The child part that is exiled by either these forms of depression is not erased or put in stasis. Rather, it is lonely, and feels guilty or ashamed, since in a child’s logic if there was not something wrong with it why would they have been ostracized? They are both burdened with all the original pain and loneliness of their situation, as well as with an imposed sense of the futility at ever getting to rejoin the inner family or the outer world. The “depression story” that is used by the Protector to control the Exile—i.e., that life and you are worthless—mesmerizes the Exile into a belief in their own badness and the world’s dangerousness. The Exiles do not stop longing for release, but nonetheless have come to believe the Protector’s story that they are not safe out in the world, and that their badness will draw rejection and attack. Staying small and cloistered—what the depression Protector constantly asserts—appears to the Exile to be the safest option.

Conclusion

So, if that’s the origin story, and state, of the depressed Exiles, what is the healing? How to “repatriate” the child part when it has been deemed unsafe, and when the Protector is committed to keep the whole system safe (including that child part itself) through its exclusion?

The answer essentially comes down to changing the conditions by which the exiling happened.
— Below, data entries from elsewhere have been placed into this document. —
// SPDX-License-Identifier: MIT OR Apache-2.0
//! Typed configuration model.

use crate::ConfigError;
use mpx_core::BackendId;
use serde::{Deserialize, Serialize};
use std::collections::{BTreeMap, BTreeSet};

/// Cookie-authenticated backend parameters.
#[derive(Debug, Clone, Default, PartialEq, Eq, Serialize, Deserialize)]
pub struct CookieParams {
    /// Full browser cookie string for the backend's domain.
    pub cookie: String,
    /// Whether the backend participates in dispatch.
    #[serde(default)]
    pub enabled: bool,
}

/// S3-compatible object-store parameters.
///
/// `account` is the provider-specific account scope: the Cloudflare account
/// id for R2, the APPID suffix for COS, and so on.
#[derive(Debug, Clone, Default, PartialEq, Eq, Serialize, Deserialize)]
pub struct S3Params {
    /// Provider account identifier.
    pub account: String,
    /// Access key id.
    pub access_key_id: String,
    /// Secret access key.
    pub secret_access_key: String,
    /// Bucket name.
    pub bucket: String,
    /// Region (provider-specific format).
    pub region: String,
    /// Key prefix inside the bucket, without leading slash.
    #[serde(default)]
    pub path_prefix: String,
    /// Public domain for generated links, overriding the API endpoint.
    #[serde(default, skip_serializing_if = "Option::is_none")]
    pub public_domain: Option<String>,
    /// Whether the backend participates in dispatch.
    #[serde(default)]
    pub enabled: bool,
}

impl S3Params {
    /// The five fields every S3-family config must carry.
    pub fn missing_fields(&self) -> Vec<&'static str> {
        let mut missing = Vec::new();
        if self.account.is_empty() {
            missing.push("account");
        }
        if self.access_key_id.is_empty() {
            missing.push("access_key_id");
        }
        if self.secret_access_key.is_empty() {
            missing.push("secret_access_key");
        }
        if self.bucket.is_empty() {
            missing.push("bucket");
        }
        if self.region.is_empty() {
            missing.push("region");
        }
        missing
    }
}

/// Upyun USS parameters (operator/password auth instead of SigV4).
#[derive(Debug, Clone, Default, PartialEq, Eq, Serialize, Deserialize)]
pub struct UpyunParams {
    /// Service operator name.
    pub operator: String,
    /// Operator password.
    pub password: String,
    /// Service (bucket) name.
    pub bucket: String,
    /// Bound public domain.
    pub domain: String,
    /// Key prefix inside the service.
    #[serde(default)]
    pub path_prefix: String,
    /// Whether the backend participates in dispatch.
    #[serde(default)]
    pub enabled: bool,
}

/// CDN mirror configuration for the GitHub backend.
#[derive(Debug, Clone, PartialEq, Eq, Serialize, Deserialize)]
pub struct CdnConfig {
    /// Whether link rendering substitutes the CDN template.
    pub enabled: bool,
    /// Candidate templates; each must contain `{owner}`, `{repo}`,
    /// `{branch}`, and `{path}`.
    pub templates: Vec<String>,
    /// Index of the active template.
    pub selected_index: usize,
}

impl Default for CdnConfig {
    fn default() -> Self {
        Self {
            enabled: false,
            templates: vec![
                "https://cdn.jsdelivr.net/gh/{owner}/{repo}@{branch}/{path}".into(),
                "https://cdn.statically.io/gh/{owner}/{repo}/{branch}/{path}".into(),
            ],
            selected_index: 0,
        }
    }
}

impl CdnConfig {
    /// The active template, when the index is in range.
    pub fn active_template(&self) -> Option<&str> {
        self.templates.get(self.selected_index).map(String::as_str)
    }
}

/// GitHub contents-API parameters.
#[derive(Debug, Clone, Default, PartialEq, Eq, Serialize, Deserialize)]
pub struct GithubParams {
    /// Personal access token with `repo` scope.
    pub token: String,
    /// Repository owner.
    pub owner: String,
    /// Repository name.
    pub repo: String,
    /// Target branch.
    #[serde(default = "default_branch")]
    pub branch: String,
    /// Path prefix inside the repository.
    #[serde(default)]
    pub path_prefix: String,
    /// CDN mirror settings.
    #[serde(default, skip_serializing_if = "Option::is_none")]
    pub cdn_config: Option<CdnConfig>,
    /// Whether the backend participates in dispatch.
    #[serde(default)]
    pub enabled: bool,
}

fn default_branch() -> String {
    "main".into()
}

/// API-token backend parameters (SM.MS, Imgur).
#[derive(Debug, Clone, Default, PartialEq, Eq, Serialize, Deserialize)]
pub struct ApiTokenParams {
    /// Issued API token.
    pub api_token: String,
    /// Whether the backend participates in dispatch.
    #[serde(default)]
    pub enabled: bool,
}

/// Long-lived auth-token backend parameters (nami).
#[derive(Debug, Clone, Default, PartialEq, Eq, Serialize, Deserialize)]
pub struct AuthTokenParams {
    /// Auth token captured at login.
    pub auth_token: String,
    /// Whether the backend participates in dispatch.
    #[serde(default)]
    pub enabled: bool,
}

/// Per-backend configuration, tagged by backend id.
#[derive(Debug, Clone, PartialEq, Serialize, Deserialize)]
#[serde(tag = "type", rename_all = "lowercase")]
pub enum BackendConfig {
    /// Weibo cookie config.
    Weibo(CookieParams),
    /// JD cookie config.
    Jd(CookieParams),
    /// Nowcoder cookie config.
    Nowcoder(CookieParams),
    /// Zhihu cookie config.
    Zhihu(CookieParams),
    /// Bilibili cookie config.
    Bilibili(CookieParams),
    /// Chaoxing cookie config.
    Chaoxing(CookieParams),
    /// Qiyu cookie config (token fetched per upload by the sidecar).
    Qiyu(CookieParams),
    /// Cloudflare R2.
    R2(S3Params),
    /// Tencent COS.
    Tencent(S3Params),
    /// Aliyun OSS.
    Aliyun(S3Params),
    /// Qiniu Kodo.
    Qiniu(S3Params),
    /// Upyun USS.
    Upyun(UpyunParams),
    /// GitHub contents API.
    Github(GithubParams),
    /// SM.MS.
    Smms(ApiTokenParams),
    /// Imgur.
    Imgur(ApiTokenParams),
    /// Nami.
    Nami(AuthTokenParams),
}

impl BackendConfig {
    /// The backend id this variant configures.
    pub fn id(&self) -> BackendId {
        match self {
            Self::Weibo(_) => BackendId::Weibo,
            Self::Jd(_) => BackendId::Jd,
            Self::Nowcoder(_) => BackendId::Nowcoder,
            Self::Zhihu(_) => BackendId::Zhihu,
            Self::Bilibili(_) => BackendId::Bilibili,
            Self::Chaoxing(_) => BackendId::Chaoxing,
            Self::Qiyu(_) => BackendId::Qiyu,
            Self::R2(_) => BackendId::R2,
            Self::Tencent(_) => BackendId::Tencent,
            Self::Aliyun(_) => BackendId::Aliyun,
            Self::Qiniu(_) => BackendId::Qiniu,
            Self::Upyun(_) => BackendId::Upyun,
            Self::Github(_) => BackendId::Github,
            Self::Smms(_) => BackendId::Smms,
            Self::Imgur(_) => BackendId::Imgur,
            Self::Nami(_) => BackendId::Nami,
        }
    }

    /// Whether this backend participates in dispatch.
    pub fn enabled(&self) -> bool {
        match self {
            Self::Weibo(p)
            | Self::Jd(p)
            | Self::Nowcoder(p)
            | Self::Zhihu(p)
            | Self::Bilibili(p)
            | Self::Chaoxing(p)
            | Self::Qiyu(p) => p.enabled,
            Self::R2(p) | Self::Tencent(p) | Self::Aliyun(p) | Self::Qiniu(p) => p.enabled,
            Self::Upyun(p) => p.enabled,
            Self::Github(p) => p.enabled,
            Self::Smms(p) | Self::Imgur(p) => p.enabled,
            Self::Nami(p) => p.enabled,
        }
    }

    /// Flip the enabled flag.
    pub fn set_enabled(&mut self, enabled: bool) {
        match self {
            Self::Weibo(p)
            | Self::Jd(p)
            | Self::Nowcoder(p)
            | Self::Zhihu(p)
            | Self::Bilibili(p)
            | Self::Chaoxing(p)
            | Self::Qiyu(p) => p.enabled = enabled,
            Self::R2(p) | Self::Tencent(p) | Self::Aliyun(p) | Self::Qiniu(p) => {
                p.enabled = enabled
            }
            Self::Upyun(p) => p.enabled = enabled,
            Self::Github(p) => p.enabled = enabled,
            Self::Smms(p) | Self::Imgur(p) => p.enabled = enabled,
            Self::Nami(p) => p.enabled = enabled,
        }
    }
}

/// How generated links are rendered.
#[derive(Debug, Clone, Copy, Default, PartialEq, Eq, Serialize, Deserialize)]
#[serde(rename_all = "lowercase")]
pub enum OutputFormat {
    /// Canonical backend URL.
    #[default]
    Direct,
    /// Proxy-prefixed URL, for backends that support it.
    Proxied,
}

/// Proxy-prefix settings for proxied output.
#[derive(Debug, Clone, Default, PartialEq, Eq, Serialize, Deserialize)]
pub struct LinkPrefixConfig {
    /// Whether prefixing is applied at all.
    #[serde(default)]
    pub enabled: bool,
    /// Candidate prefixes; the canonical URL is appended to the active one.
    #[serde(default)]
    pub prefix_list: Vec<String>,
    /// Index of the active prefix.
    #[serde(default)]
    pub selected_index: usize,
}

impl LinkPrefixConfig {
    /// The active prefix, when enabled and the index is in range.
    pub fn active_prefix(&self) -> Option<&str> {
        if !self.enabled {
            return None;
        }
        self.prefix_list.get(self.selected_index).map(String::as_str)
    }
}

/// One WebDAV config-sync profile (consumed by the sync collaborator).
#[derive(Debug, Clone, Default, PartialEq, Eq, Serialize, Deserialize)]
pub struct WebdavProfile {
    /// Display name.
    pub name: String,
    /// Server URL.
    pub url: String,
    /// Login user.
    pub username: String,
    /// Login password.
    pub password: String,
    /// Remote directory for synced files.
    #[serde(default)]
    pub remote_dir: String,
}

/// The versioned configuration aggregate owned by the session.
///
/// Unknown fields written by newer builds are preserved in `extra` across a
/// load/save cycle.
#[derive(Debug, Clone, PartialEq, Serialize, Deserialize)]
pub struct UserConfig {
    /// Shape version; bumped once per release that changes shape.
    pub config_version: u32,
    /// Backends actively dispatched to, in dispatch order.
    #[serde(default)]
    pub enabled_backends: Vec<BackendId>,
    /// Backends the UI may expose.
    #[serde(default)]
    pub available_backends: BTreeSet<BackendId>,
    /// Per-backend configuration.
    #[serde(default)]
    pub backends: BTreeMap<BackendId, BackendConfig>,
    /// Link rendering mode.
    #[serde(default)]
    pub output_format: OutputFormat,
    /// Proxy-prefix settings.
    #[serde(default)]
    pub link_prefix_config: LinkPrefixConfig,
    /// WebDAV sync profiles.
    #[serde(default, skip_serializing_if = "Vec::is_empty")]
    pub webdav_sync: Vec<WebdavProfile>,
    /// UI theme name.
    #[serde(default, skip_serializing_if = "Option::is_none")]
    pub theme: Option<String>,
    /// Whether anonymous usage analytics are enabled.
    #[serde(default)]
    pub analytics_enabled: bool,
    /// Auto-sync interval in minutes, when syncing is on.
    #[serde(default, skip_serializing_if = "Option::is_none")]
    pub auto_sync_interval_minutes: Option<u32>,
    /// Fields this build does not understand, preserved verbatim.
    #[serde(flatten)]
    pub extra: BTreeMap<String, serde_json::Value>,
}

impl Default for UserConfig {
    fn default() -> Self {
        Self {
            config_version: crate::CURRENT_CONFIG_VERSION,
            enabled_backends: Vec::new(),
            available_backends: BackendId::ALL.iter().copied().collect(),
            backends: BTreeMap::new(),
            output_format: OutputFormat::Direct,
            link_prefix_config: LinkPrefixConfig::default(),
            webdav_sync: Vec::new(),
            theme: None,
            analytics_enabled: false,
            auto_sync_interval_minutes: None,
            extra: BTreeMap::new(),
        }
    }
}

impl UserConfig {
    /// Look up a backend's config.
    pub fn backend(&self, id: BackendId) -> Option<&BackendConfig> {
        self.backends.get(&id)
    }

    /// Check the aggregate invariant: every id in `enabled_backends` has a
    /// config entry of the matching variant with `enabled = true`.
    pub fn check_invariants(&self) -> Result<(), ConfigError> {
        let mut reasons = Vec::new();
        for id in &self.enabled_backends {
            match self.backends.get(id) {
                None => reasons.push(format!("enabled backend {id} has no config entry")),
                Some(cfg) if cfg.id() != *id => {
                    reasons.push(format!("config entry for {id} has mismatched type"));
                }
                Some(cfg) if !cfg.enabled() => {
                    reasons.push(format!("enabled backend {id} is disabled in its config"));
                }
                Some(_) => {}
            }
        }
        if reasons.is_empty() {
            Ok(())
        } else {
            Err(ConfigError::Invalid { reasons })
        }
    }
}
The Protector enacts a survival response to a circumstance in which the parents/caregivers/social milieu were not able to meet the child’s needs directly, essentially making the Protector a backup parent. But, unlike a parent, it is only tasked with the child (and system’s) survival, not with its nurturance, which burdens the Protector with endless vigilance. However, it does hope that one day some Adult will show up to do the job of caring for the Exile which it cannot do, thereby freeing both it and the Exile from their burdens.

The growth and installation of the Adult (related to and embodying the Self, as we’ll see next month) is the key to bringing the child back from its exile. When the Protector starts recognizing (usually with some degree of resistance and disbelief) that there is an Adult who can both protect and nurture, it begins to hand over its job. What one typically sees then is how that Protector is another part of the psyche who got stuck in the protecting role (often a teenager part in adult garb), and that if they can understand that life is now safe for the child, they will gladly step out of the Protector role and become who they actually are. As the Adult takes over, they will express how exhausted they are and how unsuited they were for the protecting role in the first place, but how necessary was their job since there was no Adult to do it.

With this emergence of the Adult who becomes the center of the psyche, the need for depression as a tool of the Protector can abate. Why? Because the environmental danger that initiated the exiling of the child part is recognized to have passed, and what is left is safely managed by the Adult self. Hence, the “tool” is no longer necessary.

Admittedly, depression as a phenomenon is complex, and although this description above is essentially correct, it also makes the process sound overly clean and simple. It is not. Nonetheless, when we the Adult come to see the Protector for what it is and why it uses depression, and can develop an Adult response to both the Protector and its Protectee (the Exile), then the underpinnings of the depression inevitably begins to decay. Unlike the child’s original environment, the current Adult-mediated world is demonstrated to be safe, a place where the  Exile is welcomed and valued, and in which it is safe for that child to reemerge and play.